For times when it’s quicker to make your own markup than installing other plugins

Let’s say you’re running a custom CMS that I didn’t cover and you have access to insert your own HTML markup, you are short on time and you must implement several responsive images. What do you do? Do you start painstakingly creating different sized images and then writing the markup on your own? Well you could, but that would take you some time. You can use something like which lets you upload an image and then adjust a few parameters to generate the HTML markup for you, for instance you can:

  • Select the minimum and maximum width values that you need for displaying the image;
  • Adjust size step – Only scaled down image versions that reduce the file size by the size you select are included.
  • Limit the number of images generated.
  • Select if you want double resolution images, appropriate for Retina-type displays.

After you’re done tinkering with the options, it will generate all images at the specified resolutions which you can download individually or all at once. Next to them, you also have the necessary HTML markup which you can add to your page. But beware, browser support is quite limited at the time of this writing. However there is a solution to solve compatibility, and it’s relied on heavily by the responsive image plugin in WordPress – PictureFill.
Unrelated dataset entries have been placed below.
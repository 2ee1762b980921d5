use bytemuck::{Pod, Zeroable};

use crate::paint::Color;

use super::MaterialError;

/// CPU mirror of the `Halftone` uniform block in `halftone_fragment.wgsl`.
///
/// Field order and padding match the WGSL struct (80 bytes, 16-byte aligned).
#[repr(C)]
#[derive(Debug, Copy, Clone, PartialEq, Pod, Zeroable)]
pub struct HalftoneUniforms {
    pub base_color: [f32; 4],
    pub shadow_color: [f32; 4],
    pub highlight_color: [f32; 4],
    pub resolution: [f32; 2],
    pub repetition: f32,
    pub shadow_low: f32,
    pub shadow_high: f32,
    pub highlight_low: f32,
    pub highlight_high: f32,
    pub _pad: f32,
}

impl HalftoneUniforms {
    pub const SIZE: u64 = std::mem::size_of::<Self>() as u64;

    pub fn get(&self, slot: UniformSlot) -> UniformValue {
        match slot {
            UniformSlot::BaseColor => UniformValue::Color(color_from(self.base_color)),
            UniformSlot::Resolution => UniformValue::Vec2(self.resolution),
            UniformSlot::Repetition => UniformValue::Float(self.repetition),
            UniformSlot::ShadowColor => UniformValue::Color(color_from(self.shadow_color)),
            UniformSlot::ShadowLowThreshold => UniformValue::Float(self.shadow_low),
            UniformSlot::ShadowHighThreshold => UniformValue::Float(self.shadow_high),
            UniformSlot::HighlightColor => UniformValue::Color(color_from(self.highlight_color)),
            UniformSlot::HighlightLowThreshold => UniformValue::Float(self.highlight_low),
            UniformSlot::HighlightHighThreshold => UniformValue::Float(self.highlight_high),
        }
    }

    /// Writes one slot. The value shape must match the slot.
    pub fn set(&mut self, slot: UniformSlot, value: UniformValue) -> Result<(), MaterialError> {
        let mismatch = || MaterialError::TypeMismatch { slot, value };

        match (slot, value) {
            (UniformSlot::BaseColor, UniformValue::Color(c)) => self.base_color = c.to_array(),
            (UniformSlot::ShadowColor, UniformValue::Color(c)) => self.shadow_color = c.to_array(),
            (UniformSlot::HighlightColor, UniformValue::Color(c)) => {
                self.highlight_color = c.to_array()
            }
            (UniformSlot::Resolution, UniformValue::Vec2(v)) => self.resolution = v,
            (slot, UniformValue::Float(v)) => match slot {
                UniformSlot::Repetition => self.repetition = v,
                UniformSlot::ShadowLowThreshold => self.shadow_low = v,
                UniformSlot::ShadowHighThreshold => self.shadow_high = v,
                UniformSlot::HighlightLowThreshold => self.highlight_low = v,
                UniformSlot::HighlightHighThreshold => self.highlight_high = v,
                _ => return Err(mismatch()),
            },
            _ => return Err(mismatch()),
        }
        Ok(())
    }
}

#[inline]
fn color_from(c: [f32; 4]) -> Color {
    Color { r: c[0], g: c[1], b: c[2], a: c[3] }
}

/// Named uniform slots of the halftone program.
#[derive(Debug, Copy, Clone, Eq, PartialEq, Hash)]
pub enum UniformSlot {
    BaseColor,
    Resolution,
    Repetition,
    ShadowColor,
    ShadowLowThreshold,
    ShadowHighThreshold,
    HighlightColor,
    HighlightLowThreshold,
    HighlightHighThreshold,
}

impl UniformSlot {
    pub const ALL: [UniformSlot; 9] = [
        UniformSlot::BaseColor,
        UniformSlot::Resolution,
        UniformSlot::Repetition,
        UniformSlot::ShadowColor,
        UniformSlot::ShadowLowThreshold,
        UniformSlot::ShadowHighThreshold,
        UniformSlot::HighlightColor,
        UniformSlot::HighlightLowThreshold,
        UniformSlot::HighlightHighThreshold,
    ];

    pub const fn name(self) -> &'static str {
        match self {
            UniformSlot::BaseColor => "baseColor",
            UniformSlot::Resolution => "resolution",
            UniformSlot::Repetition => "repetition",
            UniformSlot::ShadowColor => "shadowColor",
            UniformSlot::ShadowLowThreshold => "shadowLowThreshold",
            UniformSlot::ShadowHighThreshold => "shadowHighThreshold",
            UniformSlot::HighlightColor => "highlightColor",
            UniformSlot::HighlightLowThreshold => "highlightLowThreshold",
            UniformSlot::HighlightHighThreshold => "highlightHighThreshold",
        }
    }

    pub fn from_name(name: &str) -> Result<Self, MaterialError> {
        Self::ALL
            .into_iter()
            .find(|slot| slot.name() == name)
            .ok_or_else(|| MaterialError::UnknownUniform(name.to_string()))
    }
}

/// A value pushed into a [`UniformSlot`].
#[derive(Debug, Copy, Clone, PartialEq)]
pub enum UniformValue {
    Color(Color),
    Vec2([f32; 2]),
    Float(f32),
}
use glam::Mat4;

use crate::scene::MeshData;

/// One node of a loaded hierarchy.
#[derive(Debug, Clone, Default)]
pub struct SceneNode {
    pub name: Option<String>,
    /// Transform relative to the parent.
    pub local: Mat4,
    /// One entry per triangle primitive; empty for pure transform nodes.
    pub meshes: Vec<MeshData>,
    /// Indices into [`NodeGraph::nodes`].
    pub children: Vec<usize>,
}

/// Flattened node hierarchy.
#[derive(Debug, Clone, Default)]
pub struct NodeGraph {
    pub nodes: Vec<SceneNode>,
    pub roots: Vec<usize>,
}

/// A mesh found while walking a [`NodeGraph`].
#[derive(Debug, Clone, Copy)]
pub struct MeshLeaf<'a> {
    pub name: Option<&'a str>,
    /// Accumulated transform from the hierarchy root.
    pub transform: Mat4,
    pub mesh: &'a MeshData,
}

impl NodeGraph {
    /// Every mesh in the hierarchy with its accumulated transform, depth first.
    ///
    /// Out-of-range child indices are skipped; a node reachable twice is
    /// visited once.
    pub fn mesh_leaves(&self) -> Vec<MeshLeaf<'_>> {
        let mut out = Vec::new();
        let mut visited = vec![false; self.nodes.len()];
        let mut stack: Vec<(usize, Mat4)> =
            self.roots.iter().rev().map(|&r| (r, Mat4::IDENTITY)).collect();

        while let Some((index, parent)) = stack.pop() {
            let Some(node) = self.nodes.get(index) else { continue };
            if std::mem::replace(&mut visited[index], true) {
                continue;
            }

            let transform = parent * node.local;
            for mesh in &node.meshes {
                out.push(MeshLeaf { name: node.name.as_deref(), transform, mesh });
            }
            for &child in node.children.iter().rev() {
                stack.push((child, transform));
            }
        }

        out
    }
}

#[cfg(test)]
mod tests {
    use glam::Vec3;

    use super::*;

    fn mesh() -> MeshData {
        MeshData::sphere(1.0, 4, 2)
    }

    #[test]
    fn transforms_accumulate_down_the_tree() {
        let graph = NodeGraph {
            nodes: vec![
                SceneNode {
                    name: Some("root".into()),
                    local: Mat4::from_translation(Vec3::X),
                    meshes: Vec::new(),
                    children: vec![1],
                },
                SceneNode {
                    name: Some("head".into()),
                    local: Mat4::from_translation(Vec3::Y),
                    meshes: vec![mesh(), mesh()],
                    children: Vec::new(),
                },
            ],
            roots: vec![0],
        };

        let leaves = graph.mesh_leaves();
        assert_eq!(leaves.len(), 2);
        assert_eq!(leaves[0].name, Some("head"));
        assert_eq!(leaves[0].transform.transform_point3(Vec3::ZERO), Vec3::new(1.0, 1.0, 0.0));
    }

    #[test]
    fn bad_indices_and_cycles_terminate() {
        let graph = NodeGraph {
            nodes: vec![SceneNode {
                name: None,
                local: Mat4::IDENTITY,
                meshes: vec![mesh()],
                children: vec![0, 7],
            }],
            roots: vec![0, 3],
        };
        assert_eq!(graph.mesh_leaves().len(), 1);
    }

    #[test]
    fn empty_graph_has_no_leaves() {
        assert!(NodeGraph::default().mesh_leaves().is_empty());
    }
}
I hope after reading this you’ve seen the benefits of optimising images for mobile users and how it can help improve the experience for users on mobile networks. As a rule of thumb, remember – the more users wait for your page to load, the less likely it is they will have a good experience. At the end, it comes to one simple thing –

“Is the webpage I’m visiting mindful of my time, mindful of me being on the go?”

Your actions will ultimately determine the answer to this question. So whether you’re using Appticles or not for getting to your mobile users, we all share a common goal: putting webpages on a diet for the good of the mobile web and its users!